Thread: The truth about ballistic coefficients.

  1. #1

    The truth about ballistic coefficients.

    While wombling around the internet i came across this.

    Are ammo manufactures fabricating results for sales?

    worth a look,

    ATB Scooby

  2. #2
    Quote Originally Posted by whatwouldscoobydoo View Post
    While wombling around the internet i came across this.

    Are ammo manufactures fabricating results for sales?

    worth a look,

    ATB Scooby
    Very interesting.. My only observation (and it is hinted at right at the end... after they have pulled the manufacturers apart! lol) is that, BC is very dependant on velocity... Ballistic coeficients are applied in velocity bands or ranges and then averaged out to arrive at the one BC figure... If the muzzle velocity is different in the manufacturers test and the authors test then the overall BC will be different...

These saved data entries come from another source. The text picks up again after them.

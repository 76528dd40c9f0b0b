//! Durable string-keyed storage.
//!
//! The rest of the crate only sees the [`KeyValueStore`] trait: a synchronous
//! get/set of text blobs. [`FileStore`] keeps one file per key in a data
//! directory, [`MemoryStore`] keeps everything in a shared map.
use std::{
    cell::{Cell, RefCell},
    collections::HashMap,
    fs,
    io::{ErrorKind, Write},
    path::{Path, PathBuf},
    rc::Rc,
};

use log::{debug, error, trace};
use tempfile::NamedTempFile;

use crate::{NotesError, Result};

/// Key holding the serialized note collection.
pub const NOTES_KEY: &str = "notes";
/// Key holding the theme flag.
pub const THEME_KEY: &str = "theme";
/// Key receiving a raw copy of a `notes` blob that failed to load.
pub const NOTES_BACKUP_KEY: &str = "notes.bak";

/// Synchronous string-keyed blob storage.
pub trait KeyValueStore {
    /// Returns the stored text, or `None` if the key was never written.
    fn get(&self, key: &str) -> Result<Option<String>>;

    /// Stores `value` under `key`, replacing any previous value.
    fn set(&self, key: &str, value: &str) -> Result<()>;
}

/// Stores each key as a file inside `dir`.
#[derive(Debug, Clone)]
pub struct FileStore {
    dir: PathBuf,
}

impl FileStore {
    pub fn new(dir: impl Into<PathBuf>) -> Self {
        FileStore { dir: dir.into() }
    }

    pub fn dir(&self) -> &Path {
        &self.dir
    }

    fn path_for(&self, key: &str) -> Result<PathBuf> {
        let valid = !key.is_empty()
            && !key.starts_with('.')
            && key
                .chars()
                .all(|c| c.is_ascii_alphanumeric() || matches!(c, '-' | '_' | '.'));
        if !valid {
            return Err(NotesError::persistence(key, "invalid storage key"));
        }
        Ok(self.dir.join(key))
    }
}

impl KeyValueStore for FileStore {
    fn get(&self, key: &str) -> Result<Option<String>> {
        let path = self.path_for(key)?;
        trace!("Reading key '{}' from {}", key, path.display());
        match fs::read_to_string(&path) {
            Ok(value) => Ok(Some(value)),
            Err(e) if e.kind() == ErrorKind::NotFound => Ok(None),
            Err(e) => {
                error!("Failed to read {}: {}", path.display(), e);
                Err(NotesError::persistence(key, e))
            }
        }
    }

    /// Writes through a temporary file in the same directory and renames it
    /// over the target, so readers never observe a partial value.
    fn set(&self, key: &str, value: &str) -> Result<()> {
        let path = self.path_for(key)?;

        if !self.dir.exists() {
            debug!("Creating data directory: {}", self.dir.display());
            fs::create_dir_all(&self.dir).map_err(|e| {
                error!("Failed to create directory {}: {}", self.dir.display(), e);
                NotesError::persistence(key, e)
            })?;
        }

        let mut temp_file = NamedTempFile::new_in(&self.dir).map_err(|e| {
            error!("Failed to create temporary file: {}", e);
            NotesError::persistence(key, e)
        })?;

        temp_file
            .write_all(value.as_bytes())
            .and_then(|_| temp_file.flush())
            .map_err(|e| {
                error!("Failed to write temporary file for '{}': {}", key, e);
                NotesError::persistence(key, e)
            })?;

        temp_file.persist(&path).map_err(|e| {
            error!("Failed to persist file {}: {}", path.display(), e.error);
            NotesError::persistence(key, e.error)
        })?;

        trace!("Wrote {} bytes to key '{}'", value.len(), key);
        Ok(())
    }
}

/// In-memory store. Clones share the same map, so one handle can be given to
/// the note store and another to the theme preference.
#[derive(Debug, Clone, Default)]
pub struct MemoryStore {
    entries: Rc<RefCell<HashMap<String, String>>>,
    fail_reads: Rc<Cell<bool>>,
    fail_writes: Rc<Cell<bool>>,
}

impl MemoryStore {
    pub fn new() -> Self {
        Self::default()
    }

    /// Makes every following `get` fail, as a disabled store would.
    pub fn fail_reads(&self, fail: bool) {
        self.fail_reads.set(fail);
    }

    /// Makes every following `set` fail, as a full or disabled store would.
    pub fn fail_writes(&self, fail: bool) {
        self.fail_writes.set(fail);
    }

    pub fn raw(&self, key: &str) -> Option<String> {
        self.entries.borrow().get(key).cloned()
    }

    /// Writes a value bypassing the failure switch.
    pub fn insert_raw(&self, key: &str, value: &str) {
        self.entries
            .borrow_mut()
            .insert(key.to_string(), value.to_string());
    }
}

impl KeyValueStore for MemoryStore {
    fn get(&self, key: &str) -> Result<Option<String>> {
        if self.fail_reads.get() {
            return Err(NotesError::persistence(key, "storage is disabled"));
        }
        Ok(self.raw(key))
    }

    fn set(&self, key: &str, value: &str) -> Result<()> {
        if self.fail_writes.get() {
            return Err(NotesError::persistence(key, "storage quota exceeded"));
        }
        self.insert_raw(key, value);
        Ok(())
    }
}

#[cfg(test)]
mod tests {
    use tempfile::tempdir;

    use super::*;

    #[test]
    fn test_file_store_missing_key_is_absent() {
        let dir = tempdir().unwrap();
        let store = FileStore::new(dir.path());
        assert_eq!(store.get(NOTES_KEY).unwrap(), None);
    }

    #[test]
    fn test_file_store_set_then_get() {
        let dir = tempdir().unwrap();
        let store = FileStore::new(dir.path().join("nested").join("data"));
        store.set(THEME_KEY, "dark").unwrap();
        assert_eq!(store.get(THEME_KEY).unwrap().as_deref(), Some("dark"));

        store.set(THEME_KEY, "light").unwrap();
        assert_eq!(store.get(THEME_KEY).unwrap().as_deref(), Some("light"));

        // Only the value file remains, no stray temporaries.
        let files: Vec<_> = fs::read_dir(store.dir()).unwrap().collect();
        assert_eq!(files.len(), 1);
    }

    #[test]
    fn test_file_store_rejects_path_like_keys() {
        let dir = tempdir().unwrap();
        let store = FileStore::new(dir.path());
        for key in ["", "../notes", "a/b", ".hidden"] {
            assert!(matches!(
                store.set(key, "x"),
                Err(NotesError::Persistence { .. })
            ));
        }
        assert!(store.set(NOTES_BACKUP_KEY, "x").is_ok());
    }

    #[test]
    fn test_file_store_write_failure_is_persistence_error() {
        let dir = tempdir().unwrap();
        let blocker = dir.path().join("blocker");
        fs::write(&blocker, "not a directory").unwrap();

        let store = FileStore::new(blocker.join("data"));
        assert!(matches!(
            store.set(NOTES_KEY, "[]"),
            Err(NotesError::Persistence { .. })
        ));
    }

    #[test]
    fn test_memory_store_clones_share_state() {
        let store = MemoryStore::new();
        let other = store.clone();
        store.set(THEME_KEY, "dark").unwrap();
        assert_eq!(other.get(THEME_KEY).unwrap().as_deref(), Some("dark"));

        other.fail_writes(true);
        assert!(store.set(THEME_KEY, "light").is_err());
        assert_eq!(store.raw(THEME_KEY).as_deref(), Some("dark"));

        other.fail_reads(true);
        assert!(matches!(
            store.get(THEME_KEY),
            Err(NotesError::Persistence { .. })
        ));
    }
}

    The ONLY way they would be able to produce accurate numbers to support their claims is if they used the same barrel with the same twist, the same length... same powder, primer and case, not to mention seating depth etc to produce the same muzzle velocity... (what happens inside the barrel will have an effect on what happens outside the barrel, even if the final MVs are the same, hence the reason one can get significant variations in group size even with the same MV by changing powder/primer/cartridge dimentions etc!) Without that, the data is meaningless...
    Last edited by Vipa; 09-06-2015 at 13:13.

  3. #3
    Yes, G1 BCs are very velocity dependent with a 15% difference across a 3,000 fps MV down to say 1,500 fps some few hundreds of yards away not at all uncommon. For short range shooting out to 250-300 yards, G1 isn't a problem because the speed loss is relatively small. It is however useless for the long-range shooter. Manufacturers rarely lie, but they may quote a quite legitimate G1 BC, but which only applies at speeds above 3,000 fps for example.

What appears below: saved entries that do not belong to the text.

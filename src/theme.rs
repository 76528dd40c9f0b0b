//! Light/dark theme preference.
use std::{fmt, str::FromStr};

use log::{debug, info, warn};
use serde::{Deserialize, Serialize};

use crate::{KeyValueStore, NotesError, Presentation, Result, THEME_KEY};

#[derive(Debug, Clone, Copy, PartialEq, Eq, Serialize, Deserialize)]
#[serde(rename_all = "lowercase")]
pub enum Theme {
    Light,
    Dark,
}

impl Theme {
    pub fn as_str(&self) -> &'static str {
        match self {
            Theme::Light => "light",
            Theme::Dark => "dark",
        }
    }
}

impl fmt::Display for Theme {
    fn fmt(&self, f: &mut fmt::Formatter<'_>) -> fmt::Result {
        f.write_str(self.as_str())
    }
}

impl FromStr for Theme {
    type Err = NotesError;

    fn from_str(s: &str) -> Result<Self> {
        match s.trim() {
            "light" => Ok(Theme::Light),
            "dark" => Ok(Theme::Dark),
            other => Err(NotesError::InvalidTheme {
                value: other.to_string(),
            }),
        }
    }
}

/// The persisted theme flag and what is currently applied.
pub struct ThemePreference<S> {
    adapter: S,
    current: Option<Theme>,
}

impl<S: KeyValueStore> ThemePreference<S> {
    pub fn new(adapter: S) -> Self {
        ThemePreference {
            adapter,
            current: None,
        }
    }

    /// The applied theme; `None` means the surface default.
    pub fn current(&self) -> Option<Theme> {
        self.current
    }

    /// Applies the stored theme, if any. Unreadable or unknown values leave
    /// the surface default in place.
    pub fn apply_saved(&mut self, surface: &mut impl Presentation) {
        let saved = match self.adapter.get(THEME_KEY) {
            Ok(Some(raw)) => raw,
            Ok(None) => {
                debug!("No saved theme, keeping the default");
                return;
            }
            Err(e) => {
                warn!("Failed to read saved theme: {}", e);
                return;
            }
        };

        match saved.parse::<Theme>() {
            Ok(theme) => {
                debug!("Applying saved theme: {}", theme);
                self.current = Some(theme);
                surface.apply_theme(theme);
            }
            Err(e) => warn!("Ignoring saved theme: {}", e),
        }
    }

    /// Switches dark to light and anything else to dark, applies the result
    /// and stores it. The theme stays applied even if storing fails.
    pub fn toggle(&mut self, surface: &mut impl Presentation) -> Result<Theme> {
        let next = match self.current {
            Some(Theme::Dark) => Theme::Light,
            _ => Theme::Dark,
        };
        self.current = Some(next);
        surface.apply_theme(next);
        info!("Theme switched to {}", next);

        self.adapter.set(THEME_KEY, next.as_str())?;
        Ok(next)
    }
}

#[cfg(test)]
mod tests {
    use super::*;
    use crate::{EditorMode, MemoryStore, Note, NoteForm};

    #[derive(Default)]
    struct ThemeOnly {
        applied: Vec<Theme>,
    }

    impl Presentation for ThemeOnly {
        fn render(&mut self, _notes: &[&Note]) {}
        fn show_editor(&mut self, _mode: EditorMode, _form: &NoteForm) {}
        fn hide_editor(&mut self) {}
        fn warn(&mut self, _message: &str) {}
        fn confirm(&mut self, _question: &str) -> bool {
            false
        }
        fn apply_theme(&mut self, theme: Theme) {
            self.applied.push(theme);
        }
    }

    #[test]
    fn test_toggle_from_default_goes_dark_then_light() {
        let memory = MemoryStore::new();
        let mut surface = ThemeOnly::default();
        let mut theme = ThemePreference::new(memory.clone());
        theme.apply_saved(&mut surface);
        assert_eq!(theme.current(), None);

        assert_eq!(theme.toggle(&mut surface).unwrap(), Theme::Dark);
        assert_eq!(memory.raw(THEME_KEY).as_deref(), Some("dark"));

        assert_eq!(theme.toggle(&mut surface).unwrap(), Theme::Light);
        assert_eq!(memory.raw(THEME_KEY).as_deref(), Some("light"));
        assert_eq!(surface.applied, vec![Theme::Dark, Theme::Light]);
    }

    #[test]
    fn test_apply_saved_uses_stored_value() {
        let memory = MemoryStore::new();
        memory.insert_raw(THEME_KEY, "dark");
        let mut surface = ThemeOnly::default();
        let mut theme = ThemePreference::new(memory);

        theme.apply_saved(&mut surface);
        assert_eq!(theme.current(), Some(Theme::Dark));
        assert_eq!(surface.applied, vec![Theme::Dark]);

        assert_eq!(theme.toggle(&mut surface).unwrap(), Theme::Light);
    }

    #[test]
    fn test_unknown_saved_value_is_ignored() {
        let memory = MemoryStore::new();
        memory.insert_raw(THEME_KEY, "solarized");
        let mut surface = ThemeOnly::default();
        let mut theme = ThemePreference::new(memory);

        theme.apply_saved(&mut surface);
        assert_eq!(theme.current(), None);
        assert!(surface.applied.is_empty());
    }

    #[test]
    fn test_toggle_keeps_theme_when_store_fails() {
        let memory = MemoryStore::new();
        memory.fail_writes(true);
        let mut surface = ThemeOnly::default();
        let mut theme = ThemePreference::new(memory.clone());

        assert!(matches!(
            theme.toggle(&mut surface),
            Err(NotesError::Persistence { .. })
        ));
        assert_eq!(theme.current(), Some(Theme::Dark));
        assert_eq!(surface.applied, vec![Theme::Dark]);
        assert_eq!(memory.raw(THEME_KEY), None);
    }
}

    G7 BCs are much more accurate and consistent for long-range boattail designs and will usually see a 3% or so variation in actual BC in a 500-1,000 yard flight. They must be run within a G7 program, but all decent software: Berger's, JBM, QuickLOAD etc offer this facility. Not all manufacturers quote G7s yet, but most are available thanks to independent testing by Bryan Litz. All Berger and Lapua L-R bullets are quoted in both formats. For these two companies at any rate, their quoted G7s are very accurate indeed assuming the enquirer understands the relevance of and importance of inputting other key values before producing a range card - temperature, altitude and actual scope height above the boreline rather than just taking the defaults as supplied.

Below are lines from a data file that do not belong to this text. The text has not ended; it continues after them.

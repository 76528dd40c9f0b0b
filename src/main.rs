use std::process::exit;

use clap::Parser;
use log::{debug, error, info};
use noteboard::{App, Cli, Config, OutputFormat, Result, TerminalSurface};

pub fn initialize_logger(verbose: bool) {
    let default_level = if verbose { "debug" } else { "warn" };
    env_logger::Builder::from_env(env_logger::Env::default().default_filter_or(default_level))
        .format_timestamp_secs()
        .format_module_path(true)
        .init();

    debug!("Logger initialized");
}

fn run(cli: Cli) -> Result<()> {
    let mut config = Config::load(cli.config.as_deref())?;
    if let Some(data_dir) = cli.data_dir {
        config.data_dir = data_dir;
    }

    let format = if cli.json {
        OutputFormat::Json
    } else {
        OutputFormat::Text
    };

    let mut app = App::new(config, cli.config, TerminalSurface::new(format));
    app.run(cli.command)
}

fn main() {
    let cli = Cli::parse();
    initialize_logger(cli.verbose);

    info!("Application starting up");
    if let Err(e) = run(cli) {
        error!("Command failed: {}", e);
        eprintln!("Error: {}", e);
        exit(1);
    }
    info!("Application shutting down");
}
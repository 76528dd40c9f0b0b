//! Shared aliases and the CLI command set.
use clap::Subcommand;

use crate::{NoteColor, NotesError};

/// A specialized Result type for noteboard operations.
pub type Result<T> = std::result::Result<T, NotesError>;

fn parse_color(value: &str) -> std::result::Result<NoteColor, String> {
    value.parse().map_err(|e: NotesError| e.to_string())
}

/// Available subcommands for the noteboard application
#[derive(Subcommand, Debug)]
pub enum Commands {
    /// List notes, pinned first and newest first
    List {
        /// Only show note IDs and titles
        #[clap(short, long)]
        brief: bool,
    },

    /// Show notes whose title or body contains the query (case-insensitive)
    Search {
        /// Search query text
        query: String,

        /// Only show note IDs and titles
        #[clap(short, long)]
        brief: bool,
    },

    /// Create a new note
    Create {
        /// Title of the note
        #[clap(short = 'T', long)]
        title: Option<String>,

        /// Body of the note
        #[clap(short, long)]
        body: Option<String>,

        /// Color label (blue, green, yellow, pink, purple, gray)
        #[clap(long, value_parser = parse_color)]
        color: Option<NoteColor>,

        /// Pin the note
        #[clap(short, long)]
        pinned: bool,

        /// Write the body in an editor before saving
        #[clap(short, long)]
        edit: bool,
    },

    /// Edit an existing note; fields not given keep their current value
    Edit {
        /// ID of the note to edit
        id: i64,

        /// New title for the note
        #[clap(short = 'T', long)]
        title: Option<String>,

        /// New body for the note
        #[clap(short, long)]
        body: Option<String>,

        /// New color label
        #[clap(long, value_parser = parse_color)]
        color: Option<NoteColor>,

        /// Set or clear the pin
        #[clap(long)]
        pinned: Option<bool>,

        /// Open the current body in an editor before saving
        #[clap(short, long)]
        edit: bool,
    },

    /// Delete a note by ID
    Delete {
        /// ID of the note to delete
        id: i64,

        /// Skip confirmation prompt
        #[clap(short, long)]
        force: bool,
    },

    /// Pin or unpin a note
    Pin {
        /// ID of the note to pin or unpin
        id: i64,
    },

    /// Show or switch the light/dark theme
    Theme {
        /// Switch between light and dark
        #[clap(short, long)]
        toggle: bool,
    },

    /// Configuration management
    Config {
        /// Show current configuration
        #[clap(short = 'S', long)]
        show: bool,

        /// Write the current configuration to the config file
        #[clap(long)]
        init: bool,
    },
}
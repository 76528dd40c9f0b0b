//! Terminal implementation of the rendering surface.
use std::io::{stdin, stdout, Write};

use console::{style, Color, Style};
use log::debug;

use crate::{EditorMode, Note, NoteColor, NoteForm, Presentation, Result, Theme};

#[derive(Debug, Clone, Copy, PartialEq, Eq)]
pub enum OutputFormat {
    Text,
    Json,
}

/// Prints to stdout/stderr and prompts on stdin.
///
/// `render` only rebuilds the buffered view; the caller decides when the
/// view is worth printing with [`print_view`](Self::print_view).
pub struct TerminalSurface {
    format: OutputFormat,
    brief: bool,
    assume_yes: bool,
    theme: Option<Theme>,
    view: Vec<Note>,
}

impl TerminalSurface {
    pub fn new(format: OutputFormat) -> Self {
        TerminalSurface {
            format,
            brief: false,
            assume_yes: false,
            theme: None,
            view: Vec::new(),
        }
    }

    /// Only show IDs and titles.
    pub fn set_brief(&mut self, brief: bool) {
        self.brief = brief;
    }

    /// Answer every confirmation with yes.
    pub fn set_assume_yes(&mut self, assume_yes: bool) {
        self.assume_yes = assume_yes;
    }

    pub fn view(&self) -> &[Note] {
        &self.view
    }

    pub fn theme(&self) -> Option<Theme> {
        self.theme
    }

    pub fn print_view(&self) -> Result<()> {
        println!("{}", self.format_view()?);
        Ok(())
    }

    pub fn format_view(&self) -> Result<String> {
        match self.format {
            OutputFormat::Json => Ok(serde_json::to_string_pretty(&self.view)?),
            OutputFormat::Text => Ok(self.format_text()),
        }
    }

    fn format_text(&self) -> String {
        if self.view.is_empty() {
            return "No notes found.".to_string();
        }

        let term_width = terminal_size::terminal_size()
            .map(|(w, _)| w.0 as usize)
            .unwrap_or(80);
        let separator = "-".repeat(term_width.min(50));

        let mut lines = Vec::new();
        for (i, note) in self.view.iter().enumerate() {
            if self.brief {
                lines.push(format!(
                    "{}{} {}",
                    if note.pinned { "📌 " } else { "" },
                    style(note.id).dim(),
                    self.title_style().apply_to(&note.title)
                ));
                continue;
            }

            if i > 0 {
                lines.push(separator.clone());
            }
            let pin = if note.pinned { "📌 " } else { "" };
            lines.push(format!(
                "{}ID: {} | {} | {}",
                pin,
                note.id,
                color_style(note.color).apply_to(note.color),
                note.timestamp
            ));
            if !note.title.is_empty() {
                lines.push(self.title_style().apply_to(&note.title).to_string());
            }
            if !note.body.is_empty() {
                lines.push(String::new());
                lines.push(self.body_style().apply_to(&note.body).to_string());
            }
        }

        lines.push(format!(
            "\n{} note{}",
            self.view.len(),
            if self.view.len() == 1 { "" } else { "s" }
        ));
        lines.join("\n")
    }

    fn title_style(&self) -> Style {
        match self.theme {
            Some(Theme::Dark) => Style::new().bold().white(),
            Some(Theme::Light) => Style::new().bold().black(),
            None => Style::new().bold(),
        }
    }

    fn body_style(&self) -> Style {
        match self.theme {
            Some(Theme::Dark) => Style::new().white(),
            Some(Theme::Light) => Style::new().black(),
            None => Style::new(),
        }
    }
}

fn color_style(color: NoteColor) -> Style {
    let fg = match color {
        NoteColor::Blue => Color::Blue,
        NoteColor::Green => Color::Green,
        NoteColor::Yellow => Color::Yellow,
        NoteColor::Pink => Color::Magenta,
        NoteColor::Purple => Color::Color256(93),
        NoteColor::Gray => Color::Color256(245),
    };
    Style::new().fg(fg)
}

impl Presentation for TerminalSurface {
    fn render(&mut self, notes: &[&Note]) {
        self.view = notes.iter().map(|note| (*note).clone()).collect();
    }

    fn show_editor(&mut self, mode: EditorMode, form: &NoteForm) {
        debug!("{} form opened: {:?}", mode, form);
    }

    fn hide_editor(&mut self) {
        debug!("Note form closed");
    }

    fn warn(&mut self, message: &str) {
        eprintln!("{} {}", style("warning:").yellow().bold(), message);
    }

    fn confirm(&mut self, question: &str) -> bool {
        if self.assume_yes {
            return true;
        }

        print!("{} [y/N]: ", question);
        if stdout().flush().is_err() {
            return false;
        }

        let mut input = String::new();
        if stdin().read_line(&mut input).is_err() {
            return false;
        }
        let input = input.trim().to_lowercase();
        input == "y" || input == "yes"
    }

    fn apply_theme(&mut self, theme: Theme) {
        self.theme = Some(theme);
    }
}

    The other factor in this is twist rate and stability. Recent research has shown that a marginally stabilised bullet that appears to function perfectly to the user will often lose a significant chunk of real BC performance through not being spun fast enough. To take an example, the 100gn Hornady BTSP is 1.083" long. Assume that a short barrel 243 Win rifle gives it 2,700 fps MV. (Less? 2,500-2,600) and we're talking a 1-10" twist barrel.

    Litz gives this bullet an average BC (3,000 - 1,500 fps) of 0.385 G1, but at the lower velocities we're looking at here, that'll drop to below 0.380; G7 average 0.198 which you can pretty well take to the bank irrespective of velocity and over all normal distances. However, that assumes full stabilisation.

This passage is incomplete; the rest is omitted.